Activity
Provide only the number of lines below in which the string "display" occurs.

Provided records
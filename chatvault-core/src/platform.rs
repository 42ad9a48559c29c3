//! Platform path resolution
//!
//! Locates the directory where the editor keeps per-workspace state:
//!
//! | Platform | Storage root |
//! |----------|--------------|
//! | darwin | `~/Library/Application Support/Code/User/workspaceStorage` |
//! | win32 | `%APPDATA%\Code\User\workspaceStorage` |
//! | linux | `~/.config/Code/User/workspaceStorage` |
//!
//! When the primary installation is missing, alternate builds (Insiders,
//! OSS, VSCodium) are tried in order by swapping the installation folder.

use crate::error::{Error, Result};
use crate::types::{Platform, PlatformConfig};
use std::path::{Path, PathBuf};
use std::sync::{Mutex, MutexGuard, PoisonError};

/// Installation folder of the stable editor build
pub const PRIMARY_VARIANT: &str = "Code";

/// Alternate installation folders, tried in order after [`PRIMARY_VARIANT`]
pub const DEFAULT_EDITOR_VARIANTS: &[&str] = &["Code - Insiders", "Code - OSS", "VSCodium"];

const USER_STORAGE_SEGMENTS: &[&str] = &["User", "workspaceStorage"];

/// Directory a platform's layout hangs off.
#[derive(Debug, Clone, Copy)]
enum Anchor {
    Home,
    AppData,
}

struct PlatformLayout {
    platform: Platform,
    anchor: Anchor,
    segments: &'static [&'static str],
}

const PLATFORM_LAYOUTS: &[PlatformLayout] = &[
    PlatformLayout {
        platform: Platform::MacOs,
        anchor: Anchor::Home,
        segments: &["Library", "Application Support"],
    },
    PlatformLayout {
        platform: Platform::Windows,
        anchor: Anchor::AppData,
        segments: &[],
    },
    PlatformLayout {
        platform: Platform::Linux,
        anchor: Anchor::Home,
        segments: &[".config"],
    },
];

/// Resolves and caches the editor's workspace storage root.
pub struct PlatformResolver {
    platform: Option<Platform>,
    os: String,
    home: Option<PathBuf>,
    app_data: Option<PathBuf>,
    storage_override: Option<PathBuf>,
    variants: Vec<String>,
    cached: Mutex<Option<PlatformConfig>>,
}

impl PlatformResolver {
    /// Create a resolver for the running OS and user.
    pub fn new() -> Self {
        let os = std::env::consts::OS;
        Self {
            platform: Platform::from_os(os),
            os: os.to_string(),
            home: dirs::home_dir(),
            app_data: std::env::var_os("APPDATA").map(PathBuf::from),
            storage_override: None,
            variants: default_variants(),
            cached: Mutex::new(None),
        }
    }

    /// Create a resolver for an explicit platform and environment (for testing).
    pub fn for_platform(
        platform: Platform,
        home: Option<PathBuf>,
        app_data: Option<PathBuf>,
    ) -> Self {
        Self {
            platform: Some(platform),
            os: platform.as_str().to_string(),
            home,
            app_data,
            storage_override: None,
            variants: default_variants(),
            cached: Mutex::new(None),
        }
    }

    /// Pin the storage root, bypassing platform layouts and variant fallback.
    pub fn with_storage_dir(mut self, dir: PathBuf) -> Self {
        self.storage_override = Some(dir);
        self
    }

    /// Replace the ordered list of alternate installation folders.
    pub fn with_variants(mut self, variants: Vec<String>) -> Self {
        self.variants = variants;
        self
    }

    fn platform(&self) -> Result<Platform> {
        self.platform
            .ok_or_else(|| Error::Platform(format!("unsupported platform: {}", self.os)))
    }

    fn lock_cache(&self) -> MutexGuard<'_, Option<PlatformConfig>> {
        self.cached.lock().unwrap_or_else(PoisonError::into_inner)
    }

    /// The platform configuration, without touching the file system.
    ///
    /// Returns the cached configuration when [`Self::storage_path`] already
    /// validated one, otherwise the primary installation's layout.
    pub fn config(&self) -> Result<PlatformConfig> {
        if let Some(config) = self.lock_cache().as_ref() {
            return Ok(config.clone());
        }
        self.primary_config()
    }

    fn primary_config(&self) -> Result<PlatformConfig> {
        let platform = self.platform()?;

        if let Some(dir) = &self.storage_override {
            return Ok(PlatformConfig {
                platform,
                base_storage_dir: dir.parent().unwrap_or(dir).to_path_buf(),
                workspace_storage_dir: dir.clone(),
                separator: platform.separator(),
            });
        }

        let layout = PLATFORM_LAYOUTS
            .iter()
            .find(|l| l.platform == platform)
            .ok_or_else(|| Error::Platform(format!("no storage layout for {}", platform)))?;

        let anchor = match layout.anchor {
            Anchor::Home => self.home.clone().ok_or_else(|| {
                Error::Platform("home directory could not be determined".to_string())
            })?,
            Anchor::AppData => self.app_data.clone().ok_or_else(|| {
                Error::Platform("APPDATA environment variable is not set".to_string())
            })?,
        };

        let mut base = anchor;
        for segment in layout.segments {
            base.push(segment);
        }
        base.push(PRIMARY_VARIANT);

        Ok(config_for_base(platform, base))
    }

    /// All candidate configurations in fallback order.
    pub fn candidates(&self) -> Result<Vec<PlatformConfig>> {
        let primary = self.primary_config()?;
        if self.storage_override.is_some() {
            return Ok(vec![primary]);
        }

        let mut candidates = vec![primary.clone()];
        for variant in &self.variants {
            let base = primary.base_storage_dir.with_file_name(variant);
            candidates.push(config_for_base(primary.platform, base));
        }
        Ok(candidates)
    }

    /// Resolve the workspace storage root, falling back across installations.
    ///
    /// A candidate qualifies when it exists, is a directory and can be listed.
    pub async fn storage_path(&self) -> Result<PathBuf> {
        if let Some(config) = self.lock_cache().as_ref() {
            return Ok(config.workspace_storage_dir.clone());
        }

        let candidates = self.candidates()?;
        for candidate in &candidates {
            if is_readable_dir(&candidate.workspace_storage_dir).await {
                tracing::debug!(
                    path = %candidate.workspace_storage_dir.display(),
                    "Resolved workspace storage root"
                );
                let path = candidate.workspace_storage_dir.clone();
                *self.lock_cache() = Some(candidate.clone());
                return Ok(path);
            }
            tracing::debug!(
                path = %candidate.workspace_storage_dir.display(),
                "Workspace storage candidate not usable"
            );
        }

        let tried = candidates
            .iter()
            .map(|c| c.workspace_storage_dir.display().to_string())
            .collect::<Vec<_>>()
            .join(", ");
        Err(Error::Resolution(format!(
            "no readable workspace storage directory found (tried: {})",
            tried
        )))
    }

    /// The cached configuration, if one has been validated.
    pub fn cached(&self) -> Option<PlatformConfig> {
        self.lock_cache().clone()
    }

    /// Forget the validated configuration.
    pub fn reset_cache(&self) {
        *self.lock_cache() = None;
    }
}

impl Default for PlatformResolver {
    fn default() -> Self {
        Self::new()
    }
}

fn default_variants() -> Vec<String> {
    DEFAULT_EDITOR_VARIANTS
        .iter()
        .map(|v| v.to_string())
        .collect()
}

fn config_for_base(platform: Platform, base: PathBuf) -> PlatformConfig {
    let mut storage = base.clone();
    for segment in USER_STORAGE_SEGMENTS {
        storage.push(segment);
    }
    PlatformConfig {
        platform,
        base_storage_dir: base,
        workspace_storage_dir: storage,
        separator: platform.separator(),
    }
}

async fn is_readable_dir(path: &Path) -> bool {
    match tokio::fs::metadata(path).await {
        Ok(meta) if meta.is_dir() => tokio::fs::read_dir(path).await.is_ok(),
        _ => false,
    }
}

Output for this task
3